The cellular functions of proteins are maintained by forming diverse complexes. The stability of these complexes is quantified by the measurement of binding affinity, while mutations that alter the binding affinity can cause various diseases such as cancer and diabetes. As a result, the accurate estimation of binding stability and the effects of mutations on changes of binding affinity is a crucial step to understanding the biological functions of proteins and their dysfunctional consequences. Based on the hypothesis that the stability of protein complexes is dependent on both the pairwise interactions of residues at its binding interface and all other remaining residues that do not appear at the binding interface, here we computationally reconstruct the binding affinity by decomposing it into the contribution of interfacial residues and the energetic component of other non-interface residues in a protein complex. We further assume that the contributions of both interfacial and non-interfacial residues to the binding affinity depend on their local structural environments such as solvent-accessible surfaces and secondary structural types.
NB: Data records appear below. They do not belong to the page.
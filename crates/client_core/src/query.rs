//! Product fetching with a small time-bounded cache and retries.

use std::{
    collections::HashMap,
    time::{Duration, Instant},
};

use shared::domain::{Product, ProductId};
use tokio::sync::Mutex;
use tracing::{debug, warn};

use crate::transport::{ApiEndpoint, FetchError};

#[derive(Debug, Clone, PartialEq, Eq)]
pub struct CachePolicy {
    pub enabled: bool,
    /// How long a cached result is served before it is fetched again.
    pub stale_after: Duration,
    /// Extra attempts after the first failed request.
    pub retries: u32,
    pub retry_delay: Duration,
}

impl Default for CachePolicy {
    fn default() -> Self {
        Self {
            enabled: true,
            stale_after: Duration::from_secs(60),
            retries: 1,
            retry_delay: Duration::from_millis(250),
        }
    }
}

impl CachePolicy {
    pub fn disabled() -> Self {
        Self {
            enabled: false,
            ..Self::default()
        }
    }
}

struct CachedProducts {
    products: Vec<Product>,
    fetched_at: Instant,
}

pub struct ProductQuery {
    endpoint: ApiEndpoint,
    policy: CachePolicy,
    cache: Mutex<HashMap<Vec<ProductId>, CachedProducts>>,
}

impl ProductQuery {
    pub fn new(endpoint: ApiEndpoint, policy: CachePolicy) -> Self {
        Self {
            endpoint,
            policy,
            cache: Mutex::new(HashMap::new()),
        }
    }

    /// Fetches the products for `ids`. The server answers in catalog order
    /// and leaves out unknown ids.
    pub async fn fetch(&self, ids: &[ProductId]) -> Result<Vec<Product>, FetchError> {
        if ids.is_empty() {
            return Ok(Vec::new());
        }

        if self.policy.enabled {
            let cache = self.cache.lock().await;
            if let Some(entry) = cache.get(ids) {
                if entry.fetched_at.elapsed() < self.policy.stale_after {
                    debug!(count = ids.len(), "products: cache hit");
                    return Ok(entry.products.clone());
                }
            }
        }

        let products = self.fetch_with_retries(ids).await?;

        if self.policy.enabled {
            let mut cache = self.cache.lock().await;
            let stale_after = self.policy.stale_after;
            cache.retain(|_, entry| entry.fetched_at.elapsed() < stale_after);
            cache.insert(
                ids.to_vec(),
                CachedProducts {
                    products: products.clone(),
                    fetched_at: Instant::now(),
                },
            );
        }
        Ok(products)
    }

    pub async fn invalidate(&self) {
        self.cache.lock().await.clear();
    }

    #[cfg(test)]
    pub(crate) async fn cached_entries(&self) -> usize {
        self.cache.lock().await.len()
    }

    async fn fetch_with_retries(&self, ids: &[ProductId]) -> Result<Vec<Product>, FetchError> {
        let joined = ids
            .iter()
            .map(ProductId::as_str)
            .collect::<Vec<_>>()
            .join(",");

        let mut attempt = 0;
        loop {
            match self
                .endpoint
                .get_json::<Vec<Product>>("products", &[("ids", joined.as_str())])
                .await
            {
                Ok(products) => return Ok(products),
                Err(err) if attempt < self.policy.retries => {
                    attempt += 1;
                    warn!(attempt, error = %err, "products: fetch failed, retrying");
                    tokio::time::sleep(self.policy.retry_delay).await;
                }
                Err(err) => {
                    warn!(error = %err, "products: fetch failed");
                    return Err(err);
                }
            }
        }
    }
}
The weights of all corresponding parameters are optimized by Monte-Carlo simulations. After cross-validation against a large-scale dataset, we showed that the model not only shows a strong correlation between the absolute values of the experimental and calculated binding affinity but can also be an effective approach to predicting the relative changes of binding affinity from mutations. Moreover, we have found that the optimized weights of many parameters can capture the first-principle chemical and physical features of molecular recognition, therefore reversely engineering the energetics of protein complexes. These results suggest that our method can serve as a useful addition to current computational approaches for predicting binding affinity and understanding the molecular mechanism of protein-protein interactions.